**** EXTRACTED ENTRIES ****
#[cfg(test)]
mod tests {
    use super::*;
    use crate::rlpx::eth::blocks::HashOrNumber;

    #[test]
    fn eth66_payload_round_trip_keeps_request_id() {
        let msg = Message::GetBlockHeaders(GetBlockHeaders::new(
            42,
            HashOrNumber::Number(100),
            5,
            0,
            false,
        ));
        let mut buf = Vec::new();
        msg.encode_payload(&mut buf, 66).expect("encode");
        let decoded =
            Message::decode(MessageProtocol::Eth, 66, GetBlockHeaders::CODE, &buf).expect("decode");
        match decoded {
            Message::GetBlockHeaders(decoded) => assert_eq!(decoded.id, 42),
            other => panic!("decoded wrong variant: {other}"),
        }
    }

    #[test]
    fn eth65_payload_drops_request_id() {
        let msg = Message::GetBlockHeaders(GetBlockHeaders::new(
            42,
            HashOrNumber::Number(100),
            5,
            0,
            false,
        ));
        let mut buf = Vec::new();
        msg.encode_payload(&mut buf, 65).expect("encode");
        let decoded =
            Message::decode(MessageProtocol::Eth, 65, GetBlockHeaders::CODE, &buf).expect("decode");
        match decoded {
            Message::GetBlockHeaders(decoded) => assert_eq!(decoded.id, 0),
            other => panic!("decoded wrong variant: {other}"),
        }
    }

    #[test]
    fn pooled_tx_messages_rejected_below_eth65() {
        let msg = NewPooledTransactionHashes::new(vec![]);
        let mut buf = Vec::new();
        msg.encode(&mut buf).expect("encode");
        assert!(
            Message::decode(
                MessageProtocol::Eth,
                64,
                NewPooledTransactionHashes::CODE,
                &buf
            )
            .is_err()
        );
    }

    #[test]
    fn snap_message_round_trip() {
        let msg = Message::GetAccountRange(GetAccountRange {
            id: 9,
            root_hash: Default::default(),
            starting_hash: Default::default(),
            limit_hash: Default::default(),
            response_bytes: 50_000,
        });
        let mut buf = Vec::new();
        msg.encode_payload(&mut buf, 1).expect("encode");
        let decoded =
            Message::decode(MessageProtocol::Snap, 1, GetAccountRange::CODE, &buf).expect("decode");
        match decoded {
            Message::GetAccountRange(decoded) => assert_eq!(decoded.response_bytes, 50_000),
            other => panic!("decoded wrong variant: {other}"),
        }
    }
}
****
PROBLEM REQUIREMENTS |
Check each line of the listing above. Copy it if it holds the string "MessageProtocol".

COMPLETED EXERCISE |
            Message::decode(MessageProtocol::Eth, 66, GetBlockHeaders::CODE, &buf).expect("decode");
            Message::decode(MessageProtocol::Eth, 65, GetBlockHeaders::CODE, &buf).expect("decode");
                MessageProtocol::Eth,
            Message::decode(MessageProtocol::Snap, 1, GetAccountRange::CODE, &buf).expect("decode");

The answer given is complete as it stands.